2. Description of Related Art Including Information Disclosed Under 37 CFR 1.97 and 37 CFR 1.98.
With continuous improvement in the performance of computers, heat-radiating components of higher performance are required. So, the development of the heat pipe in heat-radiating components is of paramount significance.
In a heat pipe structure, the working fluid is guided rapidly by capillary structure from the cooling end to the heating end. On the other hand, a hollow passage is used to quickly guide vaporized working fluid from the heating end to the cooling end. Thus, the key to this technology is the capillary structure and flow passage.
Currently, the capillary structure in a heat pipe is generally divided into a wire mesh, a powder sintered body and a groove. As for the wire mesh, the complicated manufacturing process requires processing the wire mesh into rolls and then plugging the wire mesh into the heat pipe, thus leading to higher manufacturing costs. Moreover, a gap exists between the wire mesh and heat pipe, so the heat flow in the passage may be blocked at the bending section, leading to degraded heat-insulating performance. The typical powder sintered body faces the same disadvantages as those for the aforementioned wire mesh. The powder sintered bodies are regularly distributed onto the inner wall of heat pipe to define a single passage. However, it is found that the single-passage space or capillary structure (powder sintered body) cannot help to improve the heat-radiating efficiency.
Thus, to overcome the aforementioned problems of the prior art, it would be an advancement in the art to provide an improved structure that can significantly improve efficacy.
Therefore, the inventor has provided the present invention of practicability after deliberate design and evaluation based on years of experience in the production, development and design of related products.
BRIEF SUMMARY OF THE INVENTIONThe sintered capillary structure is prefabricated into a hollow chase of the flat pipe, so the objects to be sintered are placed into the flat pipe. Some core materials are combined to form a flat heat pipe with the multiple-passage sintered capillary structure, presenting simple manufacturing and cost-effectiveness.
Based on the structural feature that the sintered capillary structure is provided with at least two coupling sides for mating with two flat surfaces of the flat pipe, an excellent heat transfer effect could be achieved between the sintered capillary structure and flat pipe. The flat pipe could be supported more stably by the sintered capillary structure. Moreover, when the flat pipe is bent, the sintered capillary structure could bend accordingly to ensure smooth flow in the passage. Any flat surface of the flat pipe could contact the heat-radiating object for heat transfer, thus improving the flexibility of installation and preventing error of installation with improved applicability.
Based on the feature that the sintered capillary structure is provided at least with two flow passages, the vaporization space of the flow passage and guide area could be expanded to improve greatly the heat transfer and radiation effect of the flat heat pipe.
As a space is shaped between the sintered capillary structure and one end of the cooling section, the flow passage is provided with connecting space at the end.

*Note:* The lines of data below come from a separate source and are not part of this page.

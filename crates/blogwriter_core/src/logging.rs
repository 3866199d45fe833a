//! Process-wide logging bootstrap.
//!
//! # Responsibility
//! - Start the rolling file logger once per process.
//! - Capture panics as sanitized log events.
//!
//! # Invariants
//! - Re-initializing with identical settings is a no-op.
//! - Re-initializing with a different level or directory is rejected.
//! - Initialization never panics.
//! - Log events carry ids and counts only, never record titles or content.

use flexi_logger::{Cleanup, Criterion, FileSpec, Logger, LoggerHandle, Naming, WriteMode};
use log::{error, info};
use once_cell::sync::OnceCell;
use std::error::Error;
use std::fmt::{Display, Formatter};
use std::path::{Path, PathBuf};

const LOG_FILE_BASENAME: &str = "blogwriter";
const MAX_LOG_FILE_SIZE_BYTES: u64 = 5 * 1024 * 1024;
const MAX_LOG_FILES: usize = 3;
const MAX_PANIC_PAYLOAD_CHARS: usize = 160;

static ACTIVE_LOGGER: OnceCell<ActiveLogger> = OnceCell::new();
static PANIC_HOOK: OnceCell<()> = OnceCell::new();

struct ActiveLogger {
    level: &'static str,
    log_dir: PathBuf,
    _handle: LoggerHandle,
}

/// Logging bootstrap failure.
#[derive(Debug, Clone, PartialEq, Eq)]
pub enum LoggingError {
    UnsupportedLevel(String),
    InvalidDirectory(String),
    Conflict(String),
    Backend(String),
}

impl Display for LoggingError {
    fn fmt(&self, f: &mut Formatter<'_>) -> std::fmt::Result {
        match self {
            Self::UnsupportedLevel(level) => write!(
                f,
                "unsupported log level `{level}`; expected trace|debug|info|warn|error"
            ),
            Self::InvalidDirectory(message)
            | Self::Conflict(message)
            | Self::Backend(message) => write!(f, "{message}"),
        }
    }
}

impl Error for LoggingError {}

/// Starts file logging under `log_dir` at `level`.
///
/// # Errors
/// - `UnsupportedLevel` for unknown level strings.
/// - `InvalidDirectory` for empty/relative paths or directories that cannot
///   be created.
/// - `Conflict` when logging is already active with other settings.
/// - `Backend` when `flexi_logger` fails to start.
pub fn init_logging(level: &str, log_dir: &str) -> Result<(), LoggingError> {
    let level = normalize_level(level)?;
    let log_dir = normalize_log_dir(log_dir)?;

    let active = ACTIVE_LOGGER.get_or_try_init(|| start_logger(level, &log_dir))?;
    ensure_same_settings(active, level, &log_dir)
}

/// Returns `(level, log_dir)` when logging is active.
pub fn logging_status() -> Option<(&'static str, PathBuf)> {
    ACTIVE_LOGGER
        .get()
        .map(|active| (active.level, active.log_dir.clone()))
}

/// `debug` for debug builds, `info` for release builds.
pub fn default_log_level() -> &'static str {
    if cfg!(debug_assertions) {
        "debug"
    } else {
        "info"
    }
}

/// Maps user-supplied level text onto a canonical level name.
pub fn normalize_level(level: &str) -> Result<&'static str, LoggingError> {
    match level.trim().to_ascii_lowercase().as_str() {
        "trace" => Ok("trace"),
        "debug" => Ok("debug"),
        "info" => Ok("info"),
        "warn" | "warning" => Ok("warn"),
        "error" => Ok("error"),
        other => Err(LoggingError::UnsupportedLevel(other.to_string())),
    }
}

fn normalize_log_dir(log_dir: &str) -> Result<PathBuf, LoggingError> {
    let trimmed = log_dir.trim();
    if trimmed.is_empty() {
        return Err(LoggingError::InvalidDirectory(
            "log_dir cannot be empty".to_string(),
        ));
    }
    let path = Path::new(trimmed);
    if !path.is_absolute() {
        return Err(LoggingError::InvalidDirectory(format!(
            "log_dir must be an absolute path, got `{trimmed}`"
        )));
    }
    Ok(path.to_path_buf())
}

fn ensure_same_settings(
    active: &ActiveLogger,
    level: &'static str,
    log_dir: &Path,
) -> Result<(), LoggingError> {
    if active.log_dir != log_dir {
        return Err(LoggingError::Conflict(format!(
            "logging already initialized at `{}`; refusing to switch to `{}`",
            active.log_dir.display(),
            log_dir.display()
        )));
    }
    if active.level != level {
        return Err(LoggingError::Conflict(format!(
            "logging already initialized with level `{}`; refusing to switch to `{}`",
            active.level, level
        )));
    }
    Ok(())
}

fn start_logger(level: &'static str, log_dir: &Path) -> Result<ActiveLogger, LoggingError> {
    std::fs::create_dir_all(log_dir).map_err(|err| {
        LoggingError::InvalidDirectory(format!(
            "failed to create log directory `{}`: {err}",
            log_dir.display()
        ))
    })?;

    let handle = Logger::try_with_str(level)
        .map_err(|err| LoggingError::Backend(format!("invalid log spec `{level}`: {err}")))?
        .log_to_file(
            FileSpec::default()
                .directory(log_dir)
                .basename(LOG_FILE_BASENAME),
        )
        .rotate(
            Criterion::Size(MAX_LOG_FILE_SIZE_BYTES),
            Naming::Numbers,
            Cleanup::KeepLogFiles(MAX_LOG_FILES),
        )
        .write_mode(WriteMode::BufferAndFlush)
        .append()
        .format_for_files(flexi_logger::detailed_format)
        .start()
        .map_err(|err| LoggingError::Backend(format!("failed to start logger: {err}")))?;

    install_panic_hook_once();

    info!(
        "event=app_start module=core status=ok platform={} version={}",
        std::env::consts::OS,
        env!("CARGO_PKG_VERSION")
    );
    info!(
        "event=logging_init module=core status=ok level={} log_dir={}",
        level,
        log_dir.display()
    );

    Ok(ActiveLogger {
        level,
        log_dir: log_dir.to_path_buf(),
        _handle: handle,
    })
}

fn install_panic_hook_once() {
    if PANIC_HOOK.set(()).is_err() {
        return;
    }

    let previous_hook = std::panic::take_hook();
    std::panic::set_hook(Box::new(move |panic_info| {
        let location = panic_info
            .location()
            .map(|loc| format!("{}:{}", loc.file(), loc.line()))
            .unwrap_or_else(|| "unknown".to_string());
        let payload = panic_info
            .payload()
            .downcast_ref::<&str>()
            .map(|message| (*message).to_string())
            .or_else(|| panic_info.payload().downcast_ref::<String>().cloned())
            .unwrap_or_else(|| "non-string panic payload".to_string());
        error!(
            "event=panic_captured module=core status=error location={} payload={}",
            location,
            sanitize_message(&payload, MAX_PANIC_PAYLOAD_CHARS)
        );
        previous_hook(panic_info);
    }));
}

fn sanitize_message(value: &str, max_chars: usize) -> String {
    let flattened = value.replace(['\n', '\r'], " ");
    let mut truncated: String = flattened.chars().take(max_chars).collect();
    if flattened.chars().count() > max_chars {
        truncated.push_str("...");
    }
    truncated
}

Thus, when the working fluid in flow passage is vaporized at different rates, the connecting space W2 could assist in achieving uniform temperature and improving the heat-radiation efficiency.
Although the invention has been explained in relation to its preferred embodiment, it is to be understood that many other possible modifications and variations can be made without departing from the spirit and scope of the invention as hereinafter claimed.

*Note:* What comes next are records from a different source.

//! Render projection consumed by the presentation layer.
//!
//! Only the data shape of a card lives here; drawing, gestures and dialogs
//! belong to the host UI.

use crate::model::record::{Record, RecordId};

pub const DEFAULT_PREVIEW_CHARS: usize = 140;
pub const ELLIPSIS: char = '…';

pub const EMPTY_LIST_MESSAGE: &str = "No blogs yet — write your first one above.";
pub const VALIDATION_NOTICE: &str = "Please enter both a title and content for the blog.";
pub const DELETE_CONFIRMATION: &str = "Are you sure you want to delete this blog?";

/// One rendered card.
#[derive(Debug, Clone, PartialEq, Eq)]
pub struct CardView {
    pub id: RecordId,
    pub title: String,
    /// Full content when expanded, otherwise the truncated preview.
    pub body: String,
    /// `View` or `Hide`.
    pub toggle_label: &'static str,
}

/// Projects records into cards, preserving collection order.
pub fn project_cards(records: &[Record], preview_chars: usize) -> Vec<CardView> {
    records
        .iter()
        .map(|record| CardView {
            id: record.id.clone(),
            title: record.title.clone(),
            body: if record.expanded {
                record.content.clone()
            } else {
                preview(&record.content, preview_chars)
            },
            toggle_label: if record.expanded { "Hide" } else { "View" },
        })
        .collect()
}

/// First `max_chars` characters of `content`, with `…` appended only when
/// something was cut.
pub fn preview(content: &str, max_chars: usize) -> String {
    let mut chars = content.chars();
    let mut head: String = chars.by_ref().take(max_chars).collect();
    if chars.next().is_some() {
        head.push(ELLIPSIS);
    }
    head
}

#[cfg(test)]
mod tests {
    use super::{preview, project_cards, DEFAULT_PREVIEW_CHARS};
    use crate::model::record::Record;

    #[test]
    fn short_content_is_not_marked() {
        assert_eq!(preview("hello", 140), "hello");
        let exact = "x".repeat(140);
        assert_eq!(preview(&exact, 140), exact);
    }

    #[test]
    fn long_content_is_cut_on_char_boundary() {
        let long = "é".repeat(141);
        let cut = preview(&long, 140);
        assert_eq!(cut.chars().count(), 141);
        assert!(cut.ends_with('…'));
    }

    #[test]
    fn expanded_cards_show_full_content() {
        let body = "y".repeat(200);
        let mut open = Record::with_id("1", "Open", body.as_str());
        open.expanded = true;
        let closed = Record::with_id("2", "Closed", body.as_str());

        let cards = project_cards(&[open, closed], DEFAULT_PREVIEW_CHARS);
        assert_eq!(cards[0].body, body);
        assert_eq!(cards[0].toggle_label, "Hide");
        assert_eq!(cards[1].body.chars().count(), DEFAULT_PREVIEW_CHARS + 1);
        assert_eq!(cards[1].toggle_label, "View");
    }
}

The features and the advantages of the present invention will be more readily understood upon a thoughtful deliberation of the following detailed description of a preferred embodiment of the present invention with reference to the accompanying drawings.

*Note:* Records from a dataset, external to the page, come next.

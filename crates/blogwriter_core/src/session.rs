//! Session bootstrap wiring store, persistence and projection.
//!
//! # Responsibility
//! - Restore the durable slot exactly once before anything can be rendered.
//! - Attach the persistence hook only after the restore has been applied.
//! - Expose the store operations the presentation layer invokes.
//!
//! # Invariants
//! - No save is ever issued before `load` has completed or been abandoned.
//! - A corrupt or unreadable slot degrades to an empty collection.
//! - Dropping the session drains saves already queued before the writer
//!   thread stops.

use crate::config::{ConfigError, CoreConfig};
use crate::logging::{init_logging, LoggingError};
use crate::model::record::{Record, RecordId};
use crate::persistence::bridge::PersistenceBridge;
use crate::persistence::storage::KeyValueStorage;
use crate::persistence::writer::{persist_on_change, PersistenceWriter};
use crate::store::action::StoreEvent;
use crate::store::record_store::{RecordStore, SubscriptionId};
use crate::validation::ValidationError;
use crate::view::{project_cards, CardView};
use log::{info, warn};
use std::error::Error;
use std::fmt::{Display, Formatter};

/// Session bootstrap failure.
#[derive(Debug)]
pub enum SessionError {
    Config(ConfigError),
    WriterSpawn(std::io::Error),
    Logging(LoggingError),
}

impl Display for SessionError {
    fn fmt(&self, f: &mut Formatter<'_>) -> std::fmt::Result {
        match self {
            Self::Config(err) => write!(f, "invalid configuration: {err}"),
            Self::WriterSpawn(err) => write!(f, "failed to start persistence writer: {err}"),
            Self::Logging(err) => write!(f, "failed to start logging: {err}"),
        }
    }
}

impl Error for SessionError {
    fn source(&self) -> Option<&(dyn Error + 'static)> {
        match self {
            Self::Config(err) => Some(err),
            Self::WriterSpawn(err) => Some(err),
            Self::Logging(err) => Some(err),
        }
    }
}

impl From<ConfigError> for SessionError {
    fn from(value: ConfigError) -> Self {
        Self::Config(value)
    }
}

/// How the startup restore resolved.
#[derive(Debug, Clone, Copy, PartialEq, Eq)]
pub enum RestoreOutcome {
    /// Slot read successfully (possibly absent, yielding zero records).
    Restored { count: usize },
    /// Slot unreadable or malformed; started from an empty collection.
    FellBackToEmpty,
}

/// One running app session.
pub struct BlogSession {
    config: CoreConfig,
    store: RecordStore,
    writer: PersistenceWriter,
    restore: RestoreOutcome,
}

impl BlogSession {
    /// Loads the slot, seeds the store and starts persistence.
    ///
    /// # Errors
    /// - `Config` when `config` fails validation.
    /// - `Logging` when `log_dir` is set but logging cannot start. A logger
    ///   already running with other settings is kept and only warned about.
    /// - `WriterSpawn` when the persistence thread cannot start.
    pub fn start<S>(config: &CoreConfig, storage: S) -> Result<Self, SessionError>
    where
        S: KeyValueStorage + 'static,
    {
        let config = config.validate()?;
        if let Some(log_dir) = config.log_dir.as_deref() {
            start_logging(&config.log_level, log_dir)?;
        }
        let bridge = PersistenceBridge::with_key(storage, config.storage_key.as_str());

        let (records, restore) = match bridge.load() {
            Ok(records) => {
                let count = records.len();
                (records, RestoreOutcome::Restored { count })
            }
            Err(err) => {
                warn!(
                    "event=session_restore module=session status=error fallback=empty error={err}"
                );
                (Vec::new(), RestoreOutcome::FellBackToEmpty)
            }
        };

        let mut store = RecordStore::new();
        store.set_all(records);

        let writer = PersistenceWriter::spawn(bridge).map_err(SessionError::WriterSpawn)?;
        persist_on_change(&mut store, writer.handle());

        info!(
            "event=session_start module=session status=ok key={} count={}",
            config.storage_key,
            store.len()
        );

        Ok(Self {
            config,
            store,
            writer,
            restore,
        })
    }

    pub fn config(&self) -> &CoreConfig {
        &self.config
    }

    pub fn restore_outcome(&self) -> RestoreOutcome {
        self.restore
    }

    pub fn records(&self) -> &[Record] {
        self.store.records()
    }

    pub fn store(&self) -> &RecordStore {
        &self.store
    }

    /// Cards for the current collection using the configured preview length.
    pub fn cards(&self) -> Vec<CardView> {
        project_cards(self.store.records(), self.config.preview_chars)
    }

    /// Registers a presentation observer (for example, a re-render hook).
    pub fn subscribe<F>(&mut self, observer: F) -> SubscriptionId
    where
        F: FnMut(&StoreEvent, &[Record]) + Send + 'static,
    {
        self.store.subscribe(observer)
    }

    pub fn unsubscribe(&mut self, id: SubscriptionId) -> bool {
        self.store.unsubscribe(id)
    }

    /// Creates a record from form input.
    ///
    /// # Errors
    /// - `ValidationError` when either field is blank; nothing is persisted.
    pub fn add(&mut self, title: &str, content: &str) -> Result<Record, ValidationError> {
        self.store.add(title, content).map_err(|err| {
            info!("event=record_add module=session status=rejected reason={err}");
            err
        })
    }

    /// Deletes a record. Confirmation is the caller's responsibility.
    pub fn delete(&mut self, id: &RecordId) {
        self.store.delete(id);
    }

    pub fn toggle_expand(&mut self, id: &RecordId) {
        self.store.toggle_expand(id);
    }

    /// Blocks until all saves issued so far have completed.
    pub fn flush(&self) {
        self.writer.flush();
    }

    /// Count of saves that failed since start; failures are otherwise silent.
    pub fn failed_saves(&self) -> usize {
        self.writer.failed_count()
    }
}

fn start_logging(level: &str, log_dir: &str) -> Result<(), SessionError> {
    match init_logging(level, log_dir) {
        Ok(()) => Ok(()),
        Err(LoggingError::Conflict(message)) => {
            warn!("event=logging_init module=session status=skipped reason=conflict detail={message}");
            Ok(())
        }
        Err(err) => Err(SessionError::Logging(err)),
    }
}

#[cfg(test)]
mod tests {
    use super::{BlogSession, RestoreOutcome};
    use crate::config::CoreConfig;
    use crate::persistence::storage::{KeyValueStorage, MemoryKeyValueStorage};

    #[test]
    fn invalid_config_is_rejected_before_touching_storage() {
        let config = CoreConfig {
            storage_key: String::new(),
            ..CoreConfig::default()
        };
        assert!(BlogSession::start(&config, MemoryKeyValueStorage::new()).is_err());
    }

    #[test]
    fn startup_does_not_write_restored_slot() {
        let mut storage = MemoryKeyValueStorage::new();
        let raw = r#"[{"id":"1","title":"A","content":"a","expanded":true}]"#;
        storage.set_item("@blogs", raw).unwrap();

        let session = BlogSession::start(&CoreConfig::default(), storage.clone()).unwrap();
        session.flush();

        assert_eq!(session.restore_outcome(), RestoreOutcome::Restored { count: 1 });
        assert_eq!(storage.get_item("@blogs").unwrap().as_deref(), Some(raw));
    }
}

The flat heat pipe comprises a flat pipe 10, which is a hollow pipe with a flat cross section and two sealed ends, defining two flat surfaces 11 and two lateral parts 12. The flat pipe 10 comprises a heating section 13 and a cooling section 14. A hollow chase 15 is formed within the flat pipe. The heating section 13 can be located at the end or middle section of the flat pipe 10, and the cooling section 14 at one or two ends of the flat pipe 10.
A sintered capillary structure 20 is made of metal powder or grains. The sintered capillary structure 20 is prefabricated into a hollow chase 15 of the flat pipe 10 and is provided at least with two coupling sides 21 for mating with two flat surfaces 11 of the flat pipe 10.
At least two flow passages 30 are formed at intervals onto preset locations of the sintered capillary structure 20 and arranged along the extension direction of flat pipe 10.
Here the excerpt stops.